What Are You Worried About?* Protecting Water Supplies and Power Generation by Propping Up Lake’s Powell’s Level
Officials from the seven Colorado River basin states agreed … with a federal plan to sharply cut releases from Lake Powell, as both groups scramble to protect water supplies and power generation by propping up the lake’s level.
The states were responding to a proposal two weeks ago from Tanya Trujillo, an assistant secretary for water and science for the Interior Department, to withhold almost a half-million acre-feet to address “critically-low elevations over the next 24 months” at Lake Powell and Lake Mead.
“We definitely, collectively, agreed that some very significant and precise, also timely actions be taken,” said Tom Buschatzke, director of the Arizona Department of Water Resources, of the states’ letter.
Under Interior’s proposal, releases from Glen Canyon Dam would be reduced from 7.48 million acre-feet to 7 million acre-feet in fiscal 2022. That would reduce the risk of damage to the hydropower turbines at Lake Powell and protect water deliveries to Page and the Navajo Nation.
Buschatzke said that while local water delivery and power generation is an important consideration, the states agreed to the cuts now to protect “against very, very large reductions in water moving from Lake Powell to Lake Mead that would send Lake Mead to really critical elevations” that would require more severe action in the future.
While they agreed with the Lake Powell plan, the states said it is just a short-term solution to a long-term problem, and that more action will be needed.
“The mechanisms described in Assistant Secretary Trujillo’s letter and our agreement to those mechanisms are very creative,” Buschatzke said Friday. “They are short-term, however, and we need to continue to work on conserving more water through various programs.”
Federal officials conceded that more needs to be done, and that everyone is in uncharted territory as they grapple with historically low lake levels.
“Given our lack of actual operating experience in such circumstances since Lake Powell filled, these issues raise profound concerns regarding prudent dam operations, facility reliability, public health and safety, and the ability to conduct emergency operations,” Trujillo’s letter said.
The letter came weeks after the Bureau of Reclamation said that the elevation of Lake Powell had dipped below 3,525 feet.
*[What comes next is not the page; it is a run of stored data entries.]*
//! SQLite-backed entity synchronization and tag accounting engine: one
//! authoritative relational store fanned out to an FTS5 search index and a
//! graph store, with hierarchical tag-usage counters and a validated,
//! sometimes-mirrored relation graph.

pub mod bulk;
pub mod dispatch;
pub mod engine;
pub mod entity;
pub mod errors;
pub mod graphstore;
pub mod ledger;
pub mod reconcile;
pub mod relations;
pub mod schema;
pub mod search;
pub mod store;
pub mod tags;

pub use crate::bulk::{BulkFilter, BulkOutcome};
pub use crate::dispatch::{ChangeOp, DispatchOutcome, RetryPolicy, SyncDispatcher};
pub use crate::engine::{SyncEngine, SyncReceipt};
pub use crate::entity::{Entity, EntityDraft, EntityKind, EntityUpdate};
pub use crate::errors::EntitySyncError;
pub use crate::graphstore::{Direction, GraphNode, GraphStore, SqliteGraphStore};
pub use crate::ledger::LedgerEntry;
pub use crate::reconcile::{ImportPayload, ImportRecord, ImportRelation, ImportReport};
pub use crate::relations::{RelationTriple, RelationType};
pub use crate::search::{SearchDocument, SearchIndex, SqliteSearchIndex};
pub use crate::store::{EntityStore, RelationRow};
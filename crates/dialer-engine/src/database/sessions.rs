//! Audit trail of agent sessions. The live session registry is in memory;
//! these rows record logins and how each session ended.

use anyhow::Result;
use chrono::{DateTime, Utc};

use super::{from_millis, opt_from_millis, to_millis, DatabaseManager};
use crate::agent::session::{AgentSession, SessionState};
use crate::types::{AgentId, CampaignId};

/// Stored session row
#[derive(Debug, Clone)]
pub struct SessionRecord {
    pub session_id: String,
    pub agent_id: AgentId,
    pub campaign_id: CampaignId,
    pub server_id: String,
    pub endpoint: String,
    pub state: SessionState,
    pub login_at: DateTime<Utc>,
    pub ended_at: Option<DateTime<Utc>>,
    pub end_reason: Option<String>,
}

#[derive(sqlx::FromRow)]
struct SessionRow {
    session_id: String,
    agent_id: String,
    campaign_id: i64,
    server_id: String,
    endpoint: String,
    state: String,
    login_at: i64,
    ended_at: Option<i64>,
    end_reason: Option<String>,
}

impl DatabaseManager {
    pub async fn record_session_opened(&self, session: &AgentSession) -> Result<()> {
        sqlx::query(
            "INSERT INTO agent_sessions (session_id, agent_id, campaign_id, server_id, endpoint,
                state, login_at)
             VALUES (?, ?, ?, ?, ?, ?, ?)",
        )
        .bind(session.session_id.to_string())
        .bind(session.agent_id.as_str())
        .bind(session.campaign_id)
        .bind(&session.server_id)
        .bind(&session.endpoint)
        .bind(session.state.as_str())
        .bind(to_millis(session.login_at))
        .execute(self.pool())
        .await?;
        Ok(())
    }

    pub async fn record_session_state(&self, session: &AgentSession) -> Result<()> {
        sqlx::query(
            "UPDATE agent_sessions SET state = ?, ended_at = ?, end_reason = ?
             WHERE session_id = ?",
        )
        .bind(session.state.as_str())
        .bind(session.ended_at.map(to_millis))
        .bind(&session.end_reason)
        .bind(session.session_id.to_string())
        .execute(self.pool())
        .await?;
        Ok(())
    }

    pub async fn list_agent_sessions(&self, agent_id: &AgentId) -> Result<Vec<SessionRecord>> {
        let rows: Vec<SessionRow> = sqlx::query_as(
            "SELECT session_id, agent_id, campaign_id, server_id, endpoint, state, login_at,
                    ended_at, end_reason
             FROM agent_sessions WHERE agent_id = ? ORDER BY login_at",
        )
        .bind(agent_id.as_str())
        .fetch_all(self.pool())
        .await?;

        rows.into_iter()
            .map(|row| -> Result<SessionRecord> {
                Ok(SessionRecord {
                    session_id: row.session_id,
                    agent_id: AgentId(row.agent_id),
                    campaign_id: row.campaign_id,
                    server_id: row.server_id,
                    endpoint: row.endpoint,
                    state: row.state.parse()?,
                    login_at: from_millis(row.login_at),
                    ended_at: opt_from_millis(row.ended_at),
                    end_reason: row.end_reason,
                })
            })
            .collect()
    }
}
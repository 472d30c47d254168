//! Autodialer launcher
//!
//! Loads an engine configuration from TOML, sets up logging and runs the
//! dialer server until Ctrl+C.

use std::net::SocketAddr;
use std::path::PathBuf;

use anyhow::{Context, Result};
use clap::Parser;
use tracing::{info, warn};

use autodialer_engine::logging::{setup_logging, LoggingConfig};
use autodialer_engine::prelude::*;

#[derive(Parser, Debug)]
#[command(author, version, about = "Predictive outbound dialer", long_about = None)]
struct Args {
    /// Engine configuration file (TOML)
    #[arg(short, long, env = "AUTODIALER_CONFIG")]
    config: Option<PathBuf>,

    /// Override the log level (trace, debug, info, warn, error)
    #[arg(short, long, env = "AUTODIALER_LOG")]
    log_level: Option<String>,

    /// Override the agent API bind address
    #[arg(long)]
    api_addr: Option<SocketAddr>,

    /// Validate the configuration and exit
    #[arg(long)]
    check: bool,
}

fn load_config(args: &Args) -> Result<EngineConfig> {
    let mut config = match &args.config {
        Some(path) => EngineConfig::from_toml_file(path)
            .with_context(|| format!("loading {}", path.display()))?,
        None => EngineConfig::for_testing(),
    };

    if let Some(level) = &args.log_level {
        config.logging.level = level.clone();
    }
    if let Some(addr) = args.api_addr {
        config.api.enabled = true;
        config.api.bind_addr = addr;
    }
    config
        .validate()
        .map_err(|e| anyhow::anyhow!("invalid configuration: {}", e))?;
    Ok(config)
}

#[tokio::main]
async fn main() -> Result<()> {
    let args = Args::parse();
    let config = load_config(&args)?;

    setup_logging(LoggingConfig::from_log_config(&config.logging)?)?;

    if args.config.is_none() {
        warn!("No configuration given, running with a loopback telephony server and an in-memory database");
    }
    if args.check {
        info!("✅ Configuration is valid");
        return Ok(());
    }

    let mut server = DialerServerBuilder::new()
        .with_config(config)
        .build()
        .await
        .context("building dialer server")?;
    server.start().await?;

    tokio::select! {
        result = server.run() => result?,
        _ = tokio::signal::ctrl_c() => info!("Received Ctrl+C"),
    }

    server.stop().await?;
    Ok(())
}

#[cfg(test)]
mod tests {
    use super::*;

    #[test]
    fn test_defaults_without_config_file() {
        let args = Args::parse_from(["autodialer"]);
        let config = load_config(&args).unwrap();
        assert_eq!(config.database.path, ":memory:");
        assert!(!config.api.enabled);
    }

    #[test]
    fn test_api_addr_enables_api() {
        let args = Args::parse_from(["autodialer", "--api-addr", "127.0.0.1:9090"]);
        let config = load_config(&args).unwrap();
        assert!(config.api.enabled);
        assert_eq!(config.api.bind_addr.port(), 9090);
    }
}
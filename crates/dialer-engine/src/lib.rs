//! # Autodialer Engine
//!
//! Outbound predictive dialing for a call center. The engine decides how many
//! customer calls to place for a campaign, places them through an external
//! telephony server, and when a customer answers hands the call to exactly one
//! ready agent sitting in a standing conference bridge.
//!
//! ## Features
//!
//! - **Lead Hopper**: short per-campaign queue of dialable leads with an
//!   atomic pop, the only duplicate-dial guard
//! - **Dial-Ratio Scheduler**: progressive and predictive pacing, self-tuning
//!   the ratio from the rolling abandon rate
//! - **Call-Agent Matching**: longest-idle-first selection with a
//!   compare-and-swap claim per agent
//! - **Agent Sessions**: login into a standing bridge, wrap-up, availability,
//!   deferred logout
//! - **Dispositions**: lead outcomes, callbacks, do-not-call, sales
//! - **Session Reaper**: heartbeat, stuck-state and lost-call cleanup, lead
//!   recycling
//! - **Telephony Gateway**: Asterisk ARI client and an in-process loopback
//! - **Persistence**: SQLite through sqlx
//!
//! ## Architecture
//!
//! - [`engine`]: [`DialerEngine`], the shared state every loop works on
//! - [`hopper`], [`scheduler`], [`orchestrator`], [`agent`], [`disposition`],
//!   [`reaper`]: engine behavior
//! - [`gateway`]: telephony control plane clients
//! - [`database`]: campaigns, leads, call records, dispositions
//! - [`api`]: programmatic and HTTP agent API
//! - [`server`]: runs the loops
//!
//! ## Quick Start
//!
//! ```rust,no_run
//! use autodialer_engine::prelude::*;
//!
//! #[tokio::main]
//! async fn main() -> autodialer_engine::error::Result<()> {
//!     let mut server = DialerServerBuilder::new()
//!         .with_config(EngineConfig::for_testing())
//!         .with_in_memory_database()
//!         .build()
//!         .await?;
//!
//!     let campaign = server
//!         .engine()
//!         .database()
//!         .create_campaign(&Campaign::new("spring-renewals"))
//!         .await?;
//!     println!("Campaign {} created", campaign);
//!
//!     server.start().await?;
//!     server.run().await
//! }
//! ```

// Core modules
pub mod config;
pub mod error;
pub mod logging;
pub mod types;

// Dialer functionality
pub mod agent;
pub mod disposition;
pub mod engine;
pub mod hopper;
pub mod orchestrator;
pub mod reaper;
pub mod scheduler;
pub mod stats;

// External interfaces
pub mod api;
pub mod gateway;
pub mod notify;
pub mod server;

// Database integration
pub mod database;

pub use config::EngineConfig;
pub use engine::DialerEngine;
pub use error::{DialerError, Result};

/// Common imports
pub mod prelude {
    pub use crate::{DialerEngine, DialerError, EngineConfig, Result};

    pub use crate::config::{
        ApiConfig, DatabaseConfig, GatewayConfig, GatewayKind, GeneralConfig, LogConfig,
        MatcherConfig, ReaperConfig, RecycleConfig, RecycleRule, SchedulerConfig,
    };

    pub use crate::agent::{AgentSession, LoginRequest, SessionState};
    pub use crate::api::AgentApi;
    pub use crate::database::campaigns::{Campaign, CampaignStatus, DialMethod};
    pub use crate::database::dispositions::Disposition;
    pub use crate::database::leads::{Lead, LeadStatus, NewLead};
    pub use crate::database::DatabaseManager;
    pub use crate::disposition::{DispositionRequest, DispositionResult, RecyclePolicy};
    pub use crate::engine::CampaignHealth;
    pub use crate::gateway::loopback::LoopbackGateway;
    pub use crate::gateway::{GatewayEvent, GatewayPool, HangupCause, TelephonyGateway};
    pub use crate::notify::{Audience, BroadcastNotifier, DialerNotification, NotificationSink};
    pub use crate::orchestrator::{AttemptState, CallOutcome};
    pub use crate::reaper::ReaperReport;
    pub use crate::server::{DialerServer, DialerServerBuilder};
    pub use crate::stats::{CampaignStats, DialerStats};
    pub use crate::types::{AgentId, BridgeId, CallId, CampaignId, ChannelId, LeadId};
}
If the lake falls to 3,490 feet, there would not be enough water to operate the generators in Glen Canyon Dam, which provides power to Wyoming, Utah, Colorado, New Mexico, Arizona, Nevada and Nebraska.
In addition to reducing the amount of water released from Lake Powell, the upper basin states on Thursday proposed releasing an extra 500,000 acre-feet of water from Flaming Gorge reservoir upstream to further bolster Lake Powell.
While those efforts will help Lake Powell in the short term, they would also mean less water for Lake Mead downstream, which supplies water to the lower basin states of Arizona, Nevada and California. Lake Mead is already in a Tier 1 shortage, with lake levels below 1,065 feet, which triggered the drought contingency plan and resulted in a substantial cut to Arizona’s share of the Colorado River.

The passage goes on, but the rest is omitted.